Investigations of type I error of bottleneck detection methods are few, and have mostly concerned mutation models in microsatellite markers. For example, the probability of type I error can be substantial or extreme (from 40 to 100%) when the wrong mutation model is assumed or when multi-step mutations occur [21]. Also, assuming the wrong population-mutation parameter theta (θ = 4N e μ, where μ is the mutation rate) in the M-ratio test may result in either type I or type II errors, depending on whether the assumed θ is larger or smaller than the actual value [23]. Remarkably, in spite of frequent use of bottleneck tests, and the conservation decisions that are based on them, little is known about their type I error rates when assumptions of the biological model are violated. For example, the influence of mating patterns [13], age structure [14], and reproductive success [21, 22] is rarely known.

Here we focus on type I error rates that may arise in bottleneck tests when the variance of reproductive success (hereafter V k ) is larger than the Poisson variance assumed by simple models underlying the bottleneck detection methods.
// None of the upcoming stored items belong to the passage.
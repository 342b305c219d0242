//! Demo scene definitions.
//!
//! Each scene is a named construction routine: it populates a fresh
//! [`Scene`] with nodes and lights and registers the animators that drive
//! them. The engine looks routines up by name in a [`SceneLibrary`]; hosts
//! can insert their own.
//!
//! Builders run against a [`SceneContext`], which couples the scene under
//! construction with the animator registry (so registrations are
//! validated) and the spawn RNG (so per-instance jitter is reproducible
//! under a fixed seed).

pub mod basic;
pub mod haunted;
pub mod materials;
pub mod shadows;

use glam::Vec3;
use rand::rngs::StdRng;
use rustc_hash::FxHashMap;

use crate::animation::{AnimatorId, AnimatorRegistry, AnimatorSpec};
use crate::errors::Result;
use crate::scene::{NodeHandle, Scene};

/// Scene loaded when a requested name is unknown.
pub const DEFAULT_SCENE: &str = "basic";

/// Construction context handed to scene builders.
pub struct SceneContext<'a> {
    /// The scene being populated.
    pub scene: &'a mut Scene,
    registry: &'a mut AnimatorRegistry,
    rng: &'a mut StdRng,
}

impl<'a> SceneContext<'a> {
    pub(crate) fn new(
        scene: &'a mut Scene,
        registry: &'a mut AnimatorRegistry,
        rng: &'a mut StdRng,
    ) -> Self {
        Self {
            scene,
            registry,
            rng,
        }
    }

    /// Registers an animator against the scene under construction.
    pub fn register(&mut self, target: NodeHandle, spec: AnimatorSpec) -> Result<AnimatorId> {
        self.registry.register(self.scene, target, spec)
    }

    /// Spawn-time random source. Parameters drawn here are fixed for the
    /// lifetime of the spawned instance.
    pub fn rng(&mut self) -> &mut StdRng {
        self.rng
    }

    /// Number of animators registered so far (across the whole load).
    #[must_use]
    pub fn animator_count(&self) -> usize {
        self.registry.len()
    }
}

/// A named scene construction routine.
pub type SceneBuilder = fn(&mut SceneContext<'_>) -> Result<()>;

struct SceneEntry {
    title: &'static str,
    builder: SceneBuilder,
}

/// Name-keyed collection of scene builders.
pub struct SceneLibrary {
    entries: FxHashMap<&'static str, SceneEntry>,
}

impl SceneLibrary {
    /// An empty library.
    #[must_use]
    pub fn new() -> Self {
        Self {
            entries: FxHashMap::default(),
        }
    }

    /// The four demo scenes.
    #[must_use]
    pub fn with_demo_scenes() -> Self {
        let mut library = Self::new();
        library.insert("basic", "Basic Lighting Demo", basic::build);
        library.insert("shadows", "Shadows Showcase", shadows::build);
        library.insert("haunted", "Haunted House", haunted::build);
        library.insert("materials", "Material Explorer", materials::build);
        library
    }

    pub fn insert(&mut self, name: &'static str, title: &'static str, builder: SceneBuilder) {
        self.entries.insert(name, SceneEntry { title, builder });
    }

    #[must_use]
    pub fn get(&self, name: &str) -> Option<SceneBuilder> {
        self.entries.get(name).map(|entry| entry.builder)
    }

    /// Human-readable title for a scene name.
    #[must_use]
    pub fn title(&self, name: &str) -> Option<&'static str> {
        self.entries.get(name).map(|entry| entry.title)
    }

    #[must_use]
    pub fn contains(&self, name: &str) -> bool {
        self.entries.contains_key(name)
    }

    pub fn names(&self) -> impl Iterator<Item = &'static str> + '_ {
        self.entries.keys().copied()
    }
}

impl Default for SceneLibrary {
    fn default() -> Self {
        Self::with_demo_scenes()
    }
}

/// Converts a packed `0xRRGGBB` color to linear-ish float RGB.
pub(crate) fn rgb(hex: u32) -> Vec3 {
    Vec3::new(
        ((hex >> 16) & 0xff) as f32 / 255.0,
        ((hex >> 8) & 0xff) as f32 / 255.0,
        (hex & 0xff) as f32 / 255.0,
    )
}
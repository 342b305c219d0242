//! Basic lighting demo.
//!
//! One of every light type around a sphere/cube/torus trio. The three
//! shapes tumble slowly and the point light circles them at waist height.

use std::f32::consts::FRAC_PI_2;

use glam::Vec3;

use crate::animation::{AnimatorSpec, OrbitSpec, SpinSpec};
use crate::errors::Result;
use crate::scene::Light;
use crate::scenes::{SceneContext, rgb};

pub fn build(ctx: &mut SceneContext<'_>) -> Result<()> {
    ctx.scene.environment.background = rgb(0x0f0f1e);
    ctx.scene.environment.set_ambient(Vec3::ONE, 0.3);

    // Lights
    let directional = ctx
        .scene
        .add_light("Directional", Light::new_directional(rgb(0x00fffc), 0.5));
    if let Some(node) = ctx.scene.get_node_mut(directional) {
        node.transform.position = Vec3::new(3.0, 3.0, 2.0);
        node.transform.look_at(Vec3::ZERO, Vec3::Y);
    }

    ctx.scene.add_light(
        "Hemisphere",
        Light::new_hemisphere(rgb(0xff0000), rgb(0x0000ff), 0.3),
    );

    let point = ctx
        .scene
        .add_light("Point", Light::new_point(rgb(0xff9000), 1.0, 10.0));

    let rect_area = ctx.scene.add_light(
        "Rect area",
        Light::new_rect_area(rgb(0x4e00ff), 3.0, 2.0, 2.0),
    );
    if let Some(node) = ctx.scene.get_node_mut(rect_area) {
        node.transform.position = Vec3::new(-3.0, 1.0, 0.0);
        node.transform.look_at(Vec3::ZERO, Vec3::Y);
    }

    let spot = ctx.scene.add_light(
        "Spot",
        Light::new_spot(rgb(0x78ff00), 1.0, 10.0, 0.0, std::f32::consts::PI * 0.15),
    );
    if let Some(node) = ctx.scene.get_node_mut(spot) {
        node.transform.position = Vec3::new(0.0, 3.0, 0.0);
    }

    // Objects
    let sphere = ctx
        .scene
        .build_node("Sphere")
        .with_position(-2.0, 0.0, 0.0)
        .build();
    let cube = ctx.scene.build_node("Cube").build();
    let torus = ctx
        .scene
        .build_node("Torus")
        .with_position(2.0, 0.0, 0.0)
        .build();
    ctx.scene
        .build_node("Floor")
        .with_position(0.0, -0.65, 0.0)
        .with_rotation_euler(-FRAC_PI_2, 0.0, 0.0)
        .build();

    // The trio tumbles in lockstep.
    let tumble = SpinSpec {
        rate: Vec3::new(0.3, 0.2, 0.0),
    };
    ctx.register(sphere, AnimatorSpec::Spin(tumble))?;
    ctx.register(cube, AnimatorSpec::Spin(tumble))?;
    ctx.register(torus, AnimatorSpec::Spin(tumble))?;

    // The point light circles the shapes.
    ctx.register(
        point,
        AnimatorSpec::Orbit(OrbitSpec {
            radius: 3.0,
            angular_speed: 1.0,
            base_height: 1.0,
            ..OrbitSpec::default()
        }),
    )?;

    ctx.scene.add_camera(Vec3::new(4.0, 3.0, 6.0));

    Ok(())
}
Larger than Poisson V k could cause strong intergenerational genetic drift, because it introduces additional stochasticity (e.g. unaccounted loss of alleles) when only few parents contribute to the next generation [24]. When extreme, this process has been referred to as Sweepstakes Reproductive Success (SRS), in which many individuals “lose” and produce zero or very few offspring, while one or a few individuals "win" and produce many offspring [25, 26]. Such extreme reproductive variance can be caused by complete or near-complete dominance of one pair, or positively correlated sibling survival, in which all offspring of a particular brood survive or perish [24, 25]. Variance can also be extreme when only one male contributes offspring [12]. Large V k reduces the N e /N c ratio, which may explain N e /N c in the order of 10-2 - 10-3 observed in many amphibians, fish, marine invertebrates, and plants. Even more extreme N e /N c ratios, as low as 10-3 to 10-5, have been reported for lobster, cod, red drum, and oyster [27]. “Chaotic” genetic differences at small geographic scale and at different time intervals often observed in marine organisms has been explained as relating to high V k [26].
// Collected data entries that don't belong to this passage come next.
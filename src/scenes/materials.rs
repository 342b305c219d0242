//! Material explorer.
//!
//! Three spheres under plain lighting. A populated scene with no
//! animators at all: the update loop has nothing to do here, which is a
//! state the engine explicitly supports.

use std::f32::consts::FRAC_PI_2;

use glam::Vec3;

use crate::errors::Result;
use crate::scene::Light;
use crate::scenes::{SceneContext, rgb};

pub fn build(ctx: &mut SceneContext<'_>) -> Result<()> {
    ctx.scene.environment.background = rgb(0x0f0f1e);
    ctx.scene.environment.set_ambient(Vec3::ONE, 0.5);

    let directional = ctx.scene.add_light(
        "Directional",
        Light::new_directional(Vec3::ONE, 0.8).with_shadow(1024, 20.0),
    );
    if let Some(node) = ctx.scene.get_node_mut(directional) {
        node.transform.position = Vec3::new(5.0, 5.0, 5.0);
        node.transform.look_at(Vec3::ZERO, Vec3::Y);
    }

    for i in 0..3 {
        ctx.scene
            .build_node(&format!("Sphere {}", i + 1))
            .with_position((i as f32 - 1.0) * 2.5, 0.7, 0.0)
            .build();
    }

    ctx.scene
        .build_node("Floor")
        .with_rotation_euler(-FRAC_PI_2, 0.0, 0.0)
        .build();

    ctx.scene.add_camera(Vec3::new(4.0, 3.0, 6.0));

    Ok(())
}
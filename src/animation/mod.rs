//! Procedural animation module.
//!
//! Animators are closed-form functions of elapsed time bound to scene
//! nodes. Each frame the host hands the registry a monotonic time value;
//! the registry evaluates every animator in registration order and writes
//! the results straight into node transforms and light intensities.
//! Nothing here is keyframed, integrated or smoothed — re-evaluating at
//! the same instant always yields the same pose (flicker excepted, which
//! draws fresh randomness by design).

pub mod kinematics;
pub mod registry;
pub mod spec;

pub use registry::{AnimatorId, AnimatorRegistry};
pub use spec::{
    AnimatorSpec, FlickerSpec, HeightMotion, OrbitSpec, PulseSpec, SpinSpec, WingSpec, WobbleSpec,
};
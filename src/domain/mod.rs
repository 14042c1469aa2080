//! Domain Layer - 领域层
//!
//! 本项目没有持久化的数据模型，只有贯穿流水线的几个值对象:
//! - Credential: 推理服务的访问令牌（带占位符校验）
//! - Prompt: 描述期望音频内容的文本

pub mod credential;
pub mod prompt;

pub use credential::{Credential, CredentialError, CREDENTIAL_PLACEHOLDER};
pub use prompt::{Prompt, PromptError};
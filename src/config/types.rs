//! Configuration Types
//!
//! 定义所有配置结构体

use serde::Deserialize;
use std::path::PathBuf;

use crate::domain::CREDENTIAL_PLACEHOLDER;

/// 应用主配置
#[derive(Debug, Clone, Default, Deserialize)]
pub struct AppConfig {
    /// 推理服务配置
    #[serde(default)]
    pub inference: InferenceConfig,

    /// 提示文本
    #[serde(default)]
    pub prompts: PromptConfig,

    /// 生成音频的输出位置
    #[serde(default)]
    pub output: OutputConfig,

    /// 媒体工具与视频合成配置
    #[serde(default)]
    pub media: MediaConfig,

    /// 日志配置
    #[serde(default)]
    pub log: LogConfig,
}

/// 推理服务配置
#[derive(Debug, Clone, Deserialize)]
pub struct InferenceConfig {
    /// Bearer 令牌
    /// 默认为占位符，运行时由 Credential Guard 拦截
    #[serde(default = "default_credential")]
    pub credential: String,

    /// 音乐生成模型地址
    #[serde(default = "default_music_endpoint")]
    pub music_endpoint: String,

    /// 语音合成模型地址
    #[serde(default = "default_tts_endpoint")]
    pub tts_endpoint: String,

    /// 请求超时时间（秒）
    #[serde(default = "default_timeout_secs")]
    pub timeout_secs: u64,
}

fn default_credential() -> String {
    CREDENTIAL_PLACEHOLDER.to_string()
}

fn default_music_endpoint() -> String {
    "https://api-inference.huggingface.co/models/facebook/musicgen-small".to_string()
}

fn default_tts_endpoint() -> String {
    "https://api-inference.huggingface.co/models/espnet/kan-bayashi_ljspeech_vits".to_string()
}

fn default_timeout_secs() -> u64 {
    120
}

impl Default for InferenceConfig {
    fn default() -> Self {
        Self {
            credential: default_credential(),
            music_endpoint: default_music_endpoint(),
            tts_endpoint: default_tts_endpoint(),
            timeout_secs: default_timeout_secs(),
        }
    }
}

/// 提示文本
#[derive(Debug, Clone, Deserialize)]
pub struct PromptConfig {
    #[serde(default = "default_music_prompt")]
    pub music: String,

    #[serde(default = "default_voiceover_prompt")]
    pub voiceover: String,
}

fn default_music_prompt() -> String {
    "light, calm, inspirational music with a gentle piano melody, upbeat drums, and a hint of a soft synth pad".to_string()
}

fn default_voiceover_prompt() -> String {
    "Hello, this is a test of the Text-to-Speech API.".to_string()
}

impl Default for PromptConfig {
    fn default() -> Self {
        Self {
            music: default_music_prompt(),
            voiceover: default_voiceover_prompt(),
        }
    }
}

/// 生成音频的输出位置
#[derive(Debug, Clone, Deserialize)]
pub struct OutputConfig {
    #[serde(default = "default_music_path")]
    pub music_path: PathBuf,

    /// TTS 模型通常返回 WAV
    #[serde(default = "default_voiceover_path")]
    pub voiceover_path: PathBuf,
}

fn default_music_path() -> PathBuf {
    PathBuf::from("generated_music.mp3")
}

fn default_voiceover_path() -> PathBuf {
    PathBuf::from("generated_voiceover.wav")
}

impl Default for OutputConfig {
    fn default() -> Self {
        Self {
            music_path: default_music_path(),
            voiceover_path: default_voiceover_path(),
        }
    }
}

/// 媒体配置
#[derive(Debug, Clone, Deserialize)]
pub struct MediaConfig {
    /// 静态图片
    #[serde(default = "default_image_path")]
    pub image_path: PathBuf,

    /// 视频源（synthesize_video 为 true 时作为合成视频的输出）
    #[serde(default = "default_video_path")]
    pub video_path: PathBuf,

    /// 最终输出
    #[serde(default = "default_output_path")]
    pub output_path: PathBuf,

    /// 合成视频时长（秒）
    #[serde(default = "default_duration_seconds")]
    pub duration_seconds: u32,

    /// 是否从静态图片合成占位视频
    /// 为 false 时直接使用已有的 video_path
    #[serde(default = "default_synthesize_video")]
    pub synthesize_video: bool,

    /// ffmpeg/ffprobe 所在目录，未设置时从 PATH 查找
    #[serde(default)]
    pub ffmpeg_dir: Option<PathBuf>,

    /// 音轨编码器，"copy" 表示不重新编码
    #[serde(default = "default_audio_codec")]
    pub audio_codec: String,
}

fn default_image_path() -> PathBuf {
    PathBuf::from("image_source.jpg")
}

fn default_video_path() -> PathBuf {
    PathBuf::from("video_source.mp4")
}

fn default_output_path() -> PathBuf {
    PathBuf::from("final_output.mp4")
}

fn default_duration_seconds() -> u32 {
    10
}

fn default_synthesize_video() -> bool {
    true
}

fn default_audio_codec() -> String {
    "aac".to_string()
}

impl Default for MediaConfig {
    fn default() -> Self {
        Self {
            image_path: default_image_path(),
            video_path: default_video_path(),
            output_path: default_output_path(),
            duration_seconds: default_duration_seconds(),
            synthesize_video: default_synthesize_video(),
            ffmpeg_dir: None,
            audio_codec: default_audio_codec(),
        }
    }
}

impl MediaConfig {
    /// 阶段 4 需要检查的源文件
    pub fn source_path(&self) -> &PathBuf {
        if self.synthesize_video {
            &self.image_path
        } else {
            &self.video_path
        }
    }
}

/// 日志配置
#[derive(Debug, Clone, Deserialize)]
pub struct LogConfig {
    /// 日志级别
    #[serde(default = "default_log_level")]
    pub level: String,

    /// 是否启用 JSON 格式
    #[serde(default)]
    pub json: bool,
}

fn default_log_level() -> String {
    "info".to_string()
}

impl Default for LogConfig {
    fn default() -> Self {
        Self {
            level: default_log_level(),
            json: false,
        }
    }
}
Theoretically, the relationship between V k and the N e /N c ratio has been derived under different models [25, 28, 29], and hence, an increase in V k can be converted into a predictable reduction in N e . However, the effect of V k on the shape of a coalescent tree and on the relationship between different genetic diversity measures (which are the basis for bottleneck testing) have not been investigated [27]. In particular, it remains to be elucidated whether analysis of genetic data from species with large V k will show signature of small but constant size, or whether large V k results in a false signal of a genetic bottleneck. Here we investigate this question for different combinations of N e and V k values, using simulated data to estimate type I errors in two tests commonly applied to microsatellite data to detect bottlenecks, the M-ratio [10] and the heterozygosity test [9], and when ancestral and current population size are estimated to infer bottlenecks with the MSVAR method [7]. We also consider the effects of V k on the Tajima’s D test [30], which is used to detect selection as well as deviations from demographic stability in DNA sequence polymorphisms. All these tests assume stable populations with Poisson-distributed family sizes, i.e. V k = 2.

Methods

Genetic variation data were generated by simulating demographically stable populations with different effective size (N e ) and different variance in reproductive success (V k ). For each combination of parameters, 100 replicates were generated. Each data set, consisting of 15 microsatellite markers, was analysed with the M-ratio and the heterozygosity excess tests, and with the MSVAR method. The fraction of replicates significantly supporting a bottleneck can be considered as an estimate of the FPR (false positive rate), i.e., the type I error rate. Then a smaller set of simulations was used to analyse two additional markers (microsatellite loci with constrained allelic range and DNA sequence polymorphisms).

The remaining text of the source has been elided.